Date Published: September 13, 2018
Publisher: Public Library of Science
Author(s): Wenxu Zhou, Anjan Debnath, Gareth Jennings, Hye Jee Hahn, Boden H. Vanderloop, Minu Chaudhuri, W. David Nes, Larissa M. Podust, William A. Petri.
Naegleria fowleri is a free-living amoeba that can also act as an opportunistic pathogen causing severe brain infection, primary amebic meningoencephalitis (PAM), in humans. The high mortality rate of PAM (exceeding 97%) is attributed to (i) delayed diagnosis, (ii) lack of safe and effective anti-N. fowleri drugs, and (iii) difficulty of delivering drugs to the brain. Our work addresses identification of new molecular targets that may link anti-Naegleria drug discovery to the existing pharmacopeia of brain-penetrant drugs. Using inhibitors with known mechanism of action as molecular probes, we mapped the sterol biosynthesis pathway of N. fowleri by GC-MS analysis of metabolites. Based on this analysis, we chemically validated two enzymes downstream to CYP51, sterol C24-methyltransferase (SMT, ERG6) and sterol Δ8−Δ7 -isomerase (ERG2), as potential therapeutic drug targets in N. fowleri. The sterol biosynthetic cascade in N. fowleri displayed a mixture of canonical features peculiar to different domains of life: lower eukaryotes, plants and vertebrates. In addition to the cycloartenol→ergosterol biosynthetic route, a route leading to de novo cholesterol biosynthesis emerged. Isotopic labeling of the de novo-synthesized sterols by feeding N. gruberi trophozoites on the U13C-glucose-containing growth medium identified an exogenous origin of cholesterol, while 7-dehydrocholesterol (7DHC) had enriched 13C-content, suggesting a dual origin of this metabolite both from de novo biosynthesis and metabolism of scavenged cholesterol. Sterol homeostasis in Naegleria may be orchestrated over the course of its life-cycle by a “switch” between ergosterol and cholesterol biosynthesis. By demonstrating the growth inhibition and synergistic effects of the sterol biosynthesis inhibitors, we validated new, potentially druggable, molecular targets in N. fowleri. The similarity of the Naegleria sterol Δ8−Δ7 -isomerase to the human non-opioid σ1 receptor, implicated in human CNS conditions such as addiction, amnesia, pain and depression, provides an incentive to assess structurally diverse small-molecule brain-penetrant drugs targeting the human receptor for anti-Naegleria activity.

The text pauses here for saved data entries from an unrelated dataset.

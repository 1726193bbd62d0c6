//! HTTP log transport posting JSON entries to the collector.

use super::service::{LogTransport, TransportError, TransportResult};
use crate::domain::log_event::LogEntry;
use async_trait::async_trait;
use reqwest::header::AUTHORIZATION;
use std::time::Duration;
use tracing::debug;

/// Posts each entry as JSON with an `Authorization: Bearer` header.
pub struct HttpLogTransport {
    client: reqwest::Client,
    endpoint: String,
    token: String,
}

impl HttpLogTransport {
    /// Builds a transport with a per-request timeout.
    ///
    /// # Errors
    ///
    /// Returns [`TransportError::Network`] if the HTTP client cannot be built.
    pub fn new(endpoint: String, token: String, timeout: Duration) -> TransportResult<Self> {
        let client = reqwest::Client::builder()
            .timeout(timeout)
            .build()
            .map_err(|e| TransportError::Network(format!("Failed to build HTTP client: {e}")))?;

        Ok(Self {
            client,
            endpoint,
            token,
        })
    }
}

#[async_trait]
impl LogTransport for HttpLogTransport {
    async fn send(&self, entry: &LogEntry) -> TransportResult<()> {
        let response = self
            .client
            .post(&self.endpoint)
            .header(AUTHORIZATION, format!("Bearer {}", self.token))
            .json(entry)
            .send()
            .await
            .map_err(|e| TransportError::Network(e.to_string()))?;

        let status = response.status();
        if !status.is_success() {
            let body = response.text().await.unwrap_or_default();
            return Err(TransportError::Rejected {
                status: status.as_u16(),
                body,
            });
        }

        debug!(status = status.as_u16(), "Log entry delivered");
        Ok(())
    }

    fn is_enabled(&self) -> bool {
        true
    }
}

Naegleria fowleri and its non-pathogenic relatives, Naegleria gruberi and Naegleria lovaniensies, belong to the genus Naegleria, class Heterolobosea, which is characterized by a capacity for quick differentiation from an amoeboid to a flagellate form. These amoebae feed mostly on bacteria, but can also act as opportunistic pathogens causing infections of the central nervous system (CNS) of humans and other animals. N. fowleri is the only species of the genus known to cause a severe primary amebic meningoencephalitis (PAM) in humans. Naegleria occur in three forms–a cyst, a trophozoite (amoeboid), and a biflagellate. The trophozoite is the only feeding and reproductive stage of Naegleria spp., as well as the only one found in infected brain tissue, while the flagellate form was detected in the cerebrospinal fluid (CSF). PAM due to N. fowleri has a worldwide distribution although it occurs most frequently in tropical areas and during hot summer months.